ICL: Indian Cricket League

Muralitharan does not throw: top ICC official


MuralitharanResearch has shown that controversial Sri Lankan off-spinner Muttiah Muralitharan, the all-time second highest wicket taker, does not throw as is widely perceived, says a top International Cricket Council (ICC) official.

‘People can’t understand that Muralitharan is less than 15 degrees. And we can’t ignore that research,’ said ICC general manager (cricket) Dave Richardson.

Richardson, a former South Africa Test wicket-keeper, was referring to the 15 degrees level of tolerance for bowlers who straighten/bend their arm while bowling.

‘What happens with Muralitharan, though, is that if you run up to bowl and if you keep your arm bent and bowl, it will look like he is throwing. But you haven’t straightened your arm even one degree,’ Richardson told IANS here.

‘Now, the law permits you to do that. It only says that you can’t straighten it. He is not straightening his arm more than a whole host of international bowlers, but looks bad because he starts with a bent arm.’

Muralitharan has been called for throwing a few times in his illustrious over 13-year career. But he has every time returned to fox batsmen with his prodigious turn, especially the ‘doosra’, a delivery that spins away from a right-hander. It is his ‘doosra’ that is often looked at with suspicion.

The Sri Lankan has so far captured 611 wickets in 103 Tests, 74 wickets less than the tally of all-time leader Australian Shane Warne, who has played 140 Tests.

Richardson, the first Test player to be employed by ICC, said there was a common misconception that the 15 degrees rule was introduced for the bowlers who throw.

‘It was introduced simply because 99 percent of bowlers… their arms don’t stay 100 percent straight. There will be a degree of extension,’ he said referring to the research on which ICC relies.

‘It will be nonsensical to ban (Glenn) McGrath, (Allan) Donald, (Andrew) Flintoff … ban 99 percent of world’s bowlers because the arm is not a metal rod, it moves a little bit. So, that’s why the 15 degrees is there.’

He continued: ‘And it’s 15 degrees because any movement below 15 degrees can never be seen with the naked eye.’

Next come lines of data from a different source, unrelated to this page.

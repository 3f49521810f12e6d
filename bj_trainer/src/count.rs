use serde::Serialize;

use crate::Card;

/// Smallest number of decks the true count divides by, so the count stays
/// bounded near the end of a shoe.
const MIN_DECKS_REMAINING: f64 = 0.25;

/// Hi-Lo running count for the current shoe.
#[derive(Debug, Clone, Copy, Default, PartialEq, Eq, Serialize)]
pub struct CountState {
    running: i32,
}

impl CountState {
    pub fn new() -> Self {
        Default::default()
    }

    pub fn observe(&mut self, card: Card) {
        self.running += card.count_tag() as i32;
    }

    pub fn reset(&mut self) {
        self.running = 0;
    }

    pub fn running(&self) -> i32 {
        self.running
    }

    /// Running count per remaining deck.
    pub fn true_count(&self, remaining_cards: usize) -> f64 {
        let decks = (remaining_cards as f64 / 52.0).max(MIN_DECKS_REMAINING);
        self.running as f64 / decks
    }
}

#[cfg(test)]
mod tests {
    use super::*;
    use crate::{Rank, Suit};

    #[test]
    fn running_count_follows_hi_lo() {
        let mut count = CountState::new();
        for rank in [Rank::Two, Rank::Six, Rank::Eight, Rank::King, Rank::Five] {
            count.observe(Card::new(rank, Suit::Heart));
        }
        assert_eq!(count.running(), 2);
        count.reset();
        assert_eq!(count.running(), 0);
    }

    #[test]
    fn true_count_divides_by_remaining_decks() {
        let mut count = CountState::new();
        for _ in 0..8 {
            count.observe(Card::new(Rank::Three, Suit::Club));
        }
        assert_eq!(count.true_count(104), 4.0);
        // Floors at a quarter deck.
        assert_eq!(count.true_count(0), 32.0);
        assert_eq!(count.true_count(5), 32.0);
    }
}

Currently, on-field umpires and match referees can report a bowler to ICC and then the bowler undergoes a double check at one of the four labs around the world.

Richardson, who played 42 Tests and 122 one-day internationals, said that he did not foresee any wholesale changes in the procedure for reporting bowlers who come under throwing rules.

‘It’s the best process that we have given the existing technology that’s available to us. Ideally, we would love that we were able to test a bowler in a match condition. But we know we can’t reliably do so at the moment,’ he said.